_Task details_: Exact reproduction required: the lines below from the line with "fn truncated(&self, wanted: usize)" to the line with "let v = read_i16_le(self.data, self.pos).map_err(|_|", both ends included, and no others.

+++ Material shown +++

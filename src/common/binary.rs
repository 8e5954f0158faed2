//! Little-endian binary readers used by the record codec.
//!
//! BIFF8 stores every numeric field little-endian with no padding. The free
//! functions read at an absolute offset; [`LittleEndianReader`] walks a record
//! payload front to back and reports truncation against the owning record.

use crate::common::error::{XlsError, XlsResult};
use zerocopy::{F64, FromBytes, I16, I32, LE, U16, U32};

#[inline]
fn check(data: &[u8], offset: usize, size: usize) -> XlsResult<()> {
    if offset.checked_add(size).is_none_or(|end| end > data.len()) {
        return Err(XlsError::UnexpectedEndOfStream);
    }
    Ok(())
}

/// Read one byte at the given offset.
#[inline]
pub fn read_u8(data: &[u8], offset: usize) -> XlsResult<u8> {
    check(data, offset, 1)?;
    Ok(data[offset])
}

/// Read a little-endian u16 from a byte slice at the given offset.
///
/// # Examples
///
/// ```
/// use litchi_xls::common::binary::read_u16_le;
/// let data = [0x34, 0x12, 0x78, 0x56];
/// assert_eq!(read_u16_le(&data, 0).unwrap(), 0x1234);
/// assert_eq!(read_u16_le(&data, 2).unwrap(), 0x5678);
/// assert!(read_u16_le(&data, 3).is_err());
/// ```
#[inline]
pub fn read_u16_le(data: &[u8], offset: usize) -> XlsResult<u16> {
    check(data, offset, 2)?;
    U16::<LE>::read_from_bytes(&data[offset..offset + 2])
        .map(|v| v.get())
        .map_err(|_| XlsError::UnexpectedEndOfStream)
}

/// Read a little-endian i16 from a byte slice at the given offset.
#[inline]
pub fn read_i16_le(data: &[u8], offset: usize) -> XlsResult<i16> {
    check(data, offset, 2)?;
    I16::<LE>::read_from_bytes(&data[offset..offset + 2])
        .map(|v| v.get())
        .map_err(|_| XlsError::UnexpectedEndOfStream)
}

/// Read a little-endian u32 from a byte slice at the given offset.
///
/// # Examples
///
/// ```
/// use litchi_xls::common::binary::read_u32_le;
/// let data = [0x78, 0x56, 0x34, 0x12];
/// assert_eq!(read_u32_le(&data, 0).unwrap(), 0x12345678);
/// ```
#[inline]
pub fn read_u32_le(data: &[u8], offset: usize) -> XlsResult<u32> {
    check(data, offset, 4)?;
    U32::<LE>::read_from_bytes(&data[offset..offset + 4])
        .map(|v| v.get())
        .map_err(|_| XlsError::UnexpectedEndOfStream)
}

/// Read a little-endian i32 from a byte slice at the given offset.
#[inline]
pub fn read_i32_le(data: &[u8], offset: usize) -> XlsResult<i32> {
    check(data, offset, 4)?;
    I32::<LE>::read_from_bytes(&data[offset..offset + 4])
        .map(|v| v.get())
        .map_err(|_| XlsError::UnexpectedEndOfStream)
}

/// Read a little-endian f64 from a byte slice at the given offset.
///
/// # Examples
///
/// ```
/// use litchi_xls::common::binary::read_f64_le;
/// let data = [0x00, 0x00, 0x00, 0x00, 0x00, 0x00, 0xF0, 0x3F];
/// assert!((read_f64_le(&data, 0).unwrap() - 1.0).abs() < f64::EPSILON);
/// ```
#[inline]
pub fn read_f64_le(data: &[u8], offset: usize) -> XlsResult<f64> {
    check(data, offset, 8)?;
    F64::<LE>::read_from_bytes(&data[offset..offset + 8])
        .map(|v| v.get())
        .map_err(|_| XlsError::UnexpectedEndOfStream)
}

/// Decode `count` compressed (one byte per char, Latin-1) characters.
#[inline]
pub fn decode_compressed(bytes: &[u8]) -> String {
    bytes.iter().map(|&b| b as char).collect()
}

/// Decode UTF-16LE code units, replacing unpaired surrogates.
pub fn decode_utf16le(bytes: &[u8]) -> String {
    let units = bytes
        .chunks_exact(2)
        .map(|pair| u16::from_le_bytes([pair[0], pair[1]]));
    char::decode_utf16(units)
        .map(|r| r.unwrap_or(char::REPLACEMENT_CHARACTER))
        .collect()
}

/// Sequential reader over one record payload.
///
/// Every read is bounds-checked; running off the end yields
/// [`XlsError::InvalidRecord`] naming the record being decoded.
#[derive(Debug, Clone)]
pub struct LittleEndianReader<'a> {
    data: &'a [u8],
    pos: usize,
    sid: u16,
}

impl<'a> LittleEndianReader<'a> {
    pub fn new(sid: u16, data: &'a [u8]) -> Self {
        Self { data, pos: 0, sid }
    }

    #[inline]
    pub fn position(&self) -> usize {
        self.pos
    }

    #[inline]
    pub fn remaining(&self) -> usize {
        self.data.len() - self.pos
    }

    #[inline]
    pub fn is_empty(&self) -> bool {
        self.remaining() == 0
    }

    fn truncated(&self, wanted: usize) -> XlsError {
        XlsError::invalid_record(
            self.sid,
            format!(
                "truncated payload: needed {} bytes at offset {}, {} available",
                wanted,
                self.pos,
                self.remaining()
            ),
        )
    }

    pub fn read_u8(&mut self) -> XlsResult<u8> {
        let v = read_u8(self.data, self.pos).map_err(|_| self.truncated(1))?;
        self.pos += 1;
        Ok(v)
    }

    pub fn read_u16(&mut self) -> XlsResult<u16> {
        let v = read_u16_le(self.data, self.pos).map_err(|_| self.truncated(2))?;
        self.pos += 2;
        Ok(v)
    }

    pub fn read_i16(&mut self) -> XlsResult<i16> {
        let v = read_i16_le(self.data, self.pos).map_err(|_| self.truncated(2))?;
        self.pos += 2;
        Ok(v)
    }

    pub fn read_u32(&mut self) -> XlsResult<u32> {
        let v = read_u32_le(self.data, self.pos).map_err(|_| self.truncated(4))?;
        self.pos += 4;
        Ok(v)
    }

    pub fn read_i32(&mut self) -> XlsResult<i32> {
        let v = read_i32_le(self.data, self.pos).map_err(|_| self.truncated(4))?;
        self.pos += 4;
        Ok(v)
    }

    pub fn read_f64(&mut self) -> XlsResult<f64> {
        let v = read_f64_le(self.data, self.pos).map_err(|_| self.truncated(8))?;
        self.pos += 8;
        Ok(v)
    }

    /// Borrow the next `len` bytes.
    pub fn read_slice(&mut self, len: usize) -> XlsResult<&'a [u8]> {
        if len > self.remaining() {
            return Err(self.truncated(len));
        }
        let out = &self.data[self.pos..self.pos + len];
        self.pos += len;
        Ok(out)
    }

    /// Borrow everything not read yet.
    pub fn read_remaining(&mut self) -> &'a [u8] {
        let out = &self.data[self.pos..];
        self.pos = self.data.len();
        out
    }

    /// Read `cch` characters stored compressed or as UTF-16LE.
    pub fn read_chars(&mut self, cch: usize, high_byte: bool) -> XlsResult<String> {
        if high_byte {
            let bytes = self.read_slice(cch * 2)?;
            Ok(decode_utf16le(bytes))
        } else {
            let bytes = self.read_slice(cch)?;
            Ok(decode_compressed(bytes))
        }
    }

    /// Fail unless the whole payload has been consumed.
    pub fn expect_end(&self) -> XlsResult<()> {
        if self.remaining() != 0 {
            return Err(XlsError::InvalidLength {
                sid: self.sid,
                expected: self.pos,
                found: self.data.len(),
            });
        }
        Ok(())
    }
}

+++

_Result below_:
    fn truncated(&self, wanted: usize) -> XlsError {
        XlsError::invalid_record(
            self.sid,
            format!(
                "truncated payload: needed {} bytes at offset {}, {} available",
                wanted,
                self.pos,
                self.remaining()
            ),
        )
    }

    pub fn read_u8(&mut self) -> XlsResult<u8> {
        let v = read_u8(self.data, self.pos).map_err(|_| self.truncated(1))?;
        self.pos += 1;
        Ok(v)
    }

    pub fn read_u16(&mut self) -> XlsResult<u16> {
        let v = read_u16_le(self.data, self.pos).map_err(|_| self.truncated(2))?;
        self.pos += 2;
        Ok(v)
    }

    pub fn read_i16(&mut self) -> XlsResult<i16> {
        let v = read_i16_le(self.data, self.pos).map_err(|_| self.truncated(2))?;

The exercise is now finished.